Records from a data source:
= = = = = = =

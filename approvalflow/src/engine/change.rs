//! In-flight mutation of one instance.
//!
//! A [`Change`] owns a private copy of the instance. Operations mutate the
//! copy and queue the matching events; the engine commits the copy and only
//! then publishes the events.

use super::assignment::resolve_assignments;
use super::evaluation::{evaluate_stage, StageVerdict};
use super::requests::{DecideRequest, DelegateRequest};
use crate::core::{AssigneeKind, Decision, InstanceStatus, TriggerKind};
use crate::errors::{WorkflowError, WorkflowResult};
use crate::events::WorkflowEvent;
use crate::model::{Definition, Instance, Stage, Task, Transition};
use crate::utils::{generate_id, Timestamp};
use chrono::Duration;
use tracing::{debug, info, warn};

pub(crate) struct Change<'a> {
    instance: Instance,
    definition: &'a Definition,
    now: Timestamp,
    count_delegated: bool,
    events: Vec<WorkflowEvent>,
}

impl<'a> Change<'a> {
    pub(crate) fn new(
        instance: Instance,
        definition: &'a Definition,
        now: Timestamp,
        count_delegated: bool,
    ) -> Self {
        Self {
            instance,
            definition,
            now,
            count_delegated,
            events: Vec::new(),
        }
    }

    pub(crate) fn finish(self) -> (Instance, Vec<WorkflowEvent>) {
        (self.instance, self.events)
    }

    /// Moves a draft instance to `active` and enters the first stage.
    pub(crate) fn start(&mut self) {
        let initiator = self.instance.initiator.clone();
        let transition = Transition::new(
            &self.instance.id,
            TriggerKind::Initiation,
            &initiator,
            self.now,
        )
        .with_comments(self.instance.submission_comment.clone());
        self.instance.change_status(InstanceStatus::Active, transition);

        info!(
            instance_id = %self.instance.id,
            definition_id = %self.definition.id,
            "Started workflow {} for {}",
            self.definition.name,
            self.instance.entity_label
        );
        self.events
            .push(WorkflowEvent::started(&self.instance, self.definition, self.now));

        let definition = self.definition;
        match definition.first_stage() {
            Some(stage) => self.enter_stage(stage, &initiator),
            None => warn!(
                instance_id = %self.instance.id,
                definition_id = %definition.id,
                "Workflow definition has no stages; instance stays active"
            ),
        }
    }

    fn enter_stage(&mut self, stage: &Stage, actor: &str) {
        let from_stage = self.instance.current_stage_id.replace(stage.id.clone());
        self.instance.current_stage_name = Some(stage.name.clone());

        let assignments = resolve_assignments(stage);
        if assignments.is_empty() {
            warn!(
                instance_id = %self.instance.id,
                stage_id = %stage.id,
                "Stage has no approvers; it can never complete"
            );
        }

        let due_at = self.now + Duration::days(i64::from(stage.due_days));
        let tasks: Vec<Task> = assignments
            .into_iter()
            .map(|a| {
                Task::pending(
                    generate_id(),
                    &self.instance.id,
                    &stage.id,
                    &stage.name,
                    a.assignee_id,
                    a.assignee_kind,
                    self.now,
                )
                .with_due_at(Some(due_at))
            })
            .collect();

        let transition = Transition::new(&self.instance.id, TriggerKind::StageAdvance, actor, self.now)
            .with_stages(from_stage, Some(stage.id.clone()));
        if self.instance.status == InstanceStatus::PendingApproval {
            self.instance.record(transition);
        } else {
            self.instance
                .change_status(InstanceStatus::PendingApproval, transition);
        }

        info!(
            instance_id = %self.instance.id,
            stage_id = %stage.id,
            tasks = tasks.len(),
            "Entered stage {}",
            stage.name
        );

        self.events.push(WorkflowEvent::stage_entered(
            &self.instance,
            &tasks,
            actor,
            self.now,
        ));
        for task in &tasks {
            self.events
                .push(WorkflowEvent::task_assigned(&self.instance, task, actor, self.now));
        }
        self.instance.tasks.extend(tasks);
    }

    /// Stamps a decision on a pending task of the current stage.
    pub(crate) fn decide(&mut self, request: &DecideRequest) -> WorkflowResult<()> {
        let now = self.now;
        let task = self
            .instance
            .task_mut(&request.task_id)
            .ok_or_else(|| WorkflowError::task_not_found(&request.instance_id, &request.task_id))?;

        task.decision = request.decision;
        task.decision_at = Some(now);
        task.completed_at = Some(now);
        task.comments.clone_from(&request.comment);
        task.conditions.clone_from(&request.conditions);
        let task = task.clone();

        debug!(
            instance_id = %self.instance.id,
            task_id = %task.id,
            decision = %task.decision,
            "Task decided by {}",
            request.decider_id
        );

        let stage = Some(task.stage_id.clone());
        let transition = Transition::new(
            &self.instance.id,
            TriggerKind::Decision,
            &request.decider_id,
            now,
        )
        .with_stages(stage.clone(), stage)
        .with_task(&task.id, task.decision)
        .with_comments(request.comment.clone());
        self.instance.record(transition);
        self.events.push(WorkflowEvent::task_decided(
            &self.instance,
            &task,
            &request.decider_id,
            now,
        ));
        Ok(())
    }

    /// Hands a pending task to another user and returns the new task.
    pub(crate) fn delegate(&mut self, request: &DelegateRequest) -> WorkflowResult<Task> {
        let now = self.now;
        let original = self
            .instance
            .task_mut(&request.task_id)
            .ok_or_else(|| WorkflowError::task_not_found(&request.instance_id, &request.task_id))?;

        original.decision = Decision::Delegated;
        original.completed_at = Some(now);
        original.delegated_to = Some(request.to_user.clone());
        original.comments.clone_from(&request.comment);
        let original = original.clone();

        let label = if request.to_user_label.is_empty() {
            request.to_user.clone()
        } else {
            request.to_user_label.clone()
        };
        let mut delegated = Task::pending(
            generate_id(),
            &self.instance.id,
            &original.stage_id,
            &original.stage_name,
            &request.to_user,
            AssigneeKind::User,
            now,
        )
        .with_due_at(original.due_at)
        .with_assignee_label(label);
        delegated.delegated_from = Some(request.from_user.clone());

        debug!(
            instance_id = %self.instance.id,
            task_id = %original.id,
            new_task_id = %delegated.id,
            "Task delegated from {} to {}",
            request.from_user,
            request.to_user
        );

        let stage = Some(original.stage_id.clone());
        let transition = Transition::new(
            &self.instance.id,
            TriggerKind::Delegation,
            &request.from_user,
            now,
        )
        .with_stages(stage.clone(), stage)
        .with_task(&original.id, Decision::Delegated)
        .with_comments(request.comment.clone());
        self.instance.record(transition);
        self.instance.tasks.push(delegated.clone());

        self.events.push(WorkflowEvent::task_delegated(
            &self.instance,
            &original,
            &delegated,
            &request.from_user,
            now,
        ));
        Ok(delegated)
    }

    /// Applies the current stage's verdict: reject, advance, complete or wait.
    pub(crate) fn evaluate(&mut self, actor: &str) -> WorkflowResult<()> {
        let definition = self.definition;
        let Some(stage_id) = self.instance.current_stage_id.clone() else {
            return Ok(());
        };
        let stage = definition
            .stage(&stage_id)
            .ok_or_else(|| WorkflowError::InvalidDefinition {
                definition_id: definition.id.clone(),
                problems: vec![format!("stage '{stage_id}' no longer exists")],
            })?;

        match evaluate_stage(stage, &self.instance.tasks, self.count_delegated) {
            StageVerdict::Rejected { task_id, comments } => self.reject(actor, &task_id, comments),
            StageVerdict::Complete => match definition.next_stage(&stage_id) {
                Some(next) => self.enter_stage(next, actor),
                None => self.complete(actor),
            },
            StageVerdict::Waiting => {}
        }
        Ok(())
    }

    fn reject(&mut self, actor: &str, task_id: &str, comments: String) {
        self.instance.final_comment.clone_from(&comments);
        self.instance.completed_at = Some(self.now);

        let stage = self.instance.current_stage_id.clone();
        let transition = Transition::new(&self.instance.id, TriggerKind::Rejection, actor, self.now)
            .with_stages(stage.clone(), stage)
            .with_task(task_id, Decision::Rejected)
            .with_comments(comments);
        self.instance
            .change_status(InstanceStatus::Rejected, transition);

        info!(
            instance_id = %self.instance.id,
            task_id = %task_id,
            "Workflow rejected for {}",
            self.instance.entity_label
        );
        self.events.push(WorkflowEvent::rejected(
            &self.instance,
            self.definition,
            actor,
            self.now,
        ));
    }

    fn complete(&mut self, actor: &str) {
        self.instance.completed_at = Some(self.now);

        let transition = Transition::new(&self.instance.id, TriggerKind::Completion, actor, self.now)
            .with_stages(self.instance.current_stage_id.clone(), None);
        self.instance
            .change_status(InstanceStatus::Completed, transition);

        info!(
            instance_id = %self.instance.id,
            "Workflow completed for {}",
            self.instance.entity_label
        );
        self.events.push(WorkflowEvent::completed(
            &self.instance,
            self.definition,
            actor,
            self.now,
        ));
    }

    /// Cancels the instance, recalling every pending task.
    pub(crate) fn recall(&mut self, user_id: &str, reason: &str) {
        let now = self.now;
        let mut recalled = Vec::new();
        for task in self.instance.tasks.iter_mut().filter(|t| !t.is_complete()) {
            task.decision = Decision::Recalled;
            task.completed_at = Some(now);
            recalled.push(task.clone());
        }

        self.instance.final_comment = reason.to_string();
        self.instance.completed_at = Some(now);

        let stage = self.instance.current_stage_id.clone();
        let transition = Transition::new(&self.instance.id, TriggerKind::Recall, user_id, now)
            .with_stages(stage.clone(), stage)
            .with_comments(reason);
        self.instance
            .change_status(InstanceStatus::Cancelled, transition);

        info!(
            instance_id = %self.instance.id,
            recalled_tasks = recalled.len(),
            "Workflow recalled by {}",
            user_id
        );
        self.events
            .push(WorkflowEvent::recalled(&self.instance, &recalled, now));
    }
}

= = = = = = =

What you will do: From the data above, give the number of lines that hold "DelegateRequest", without anything else.

Exercise output: 2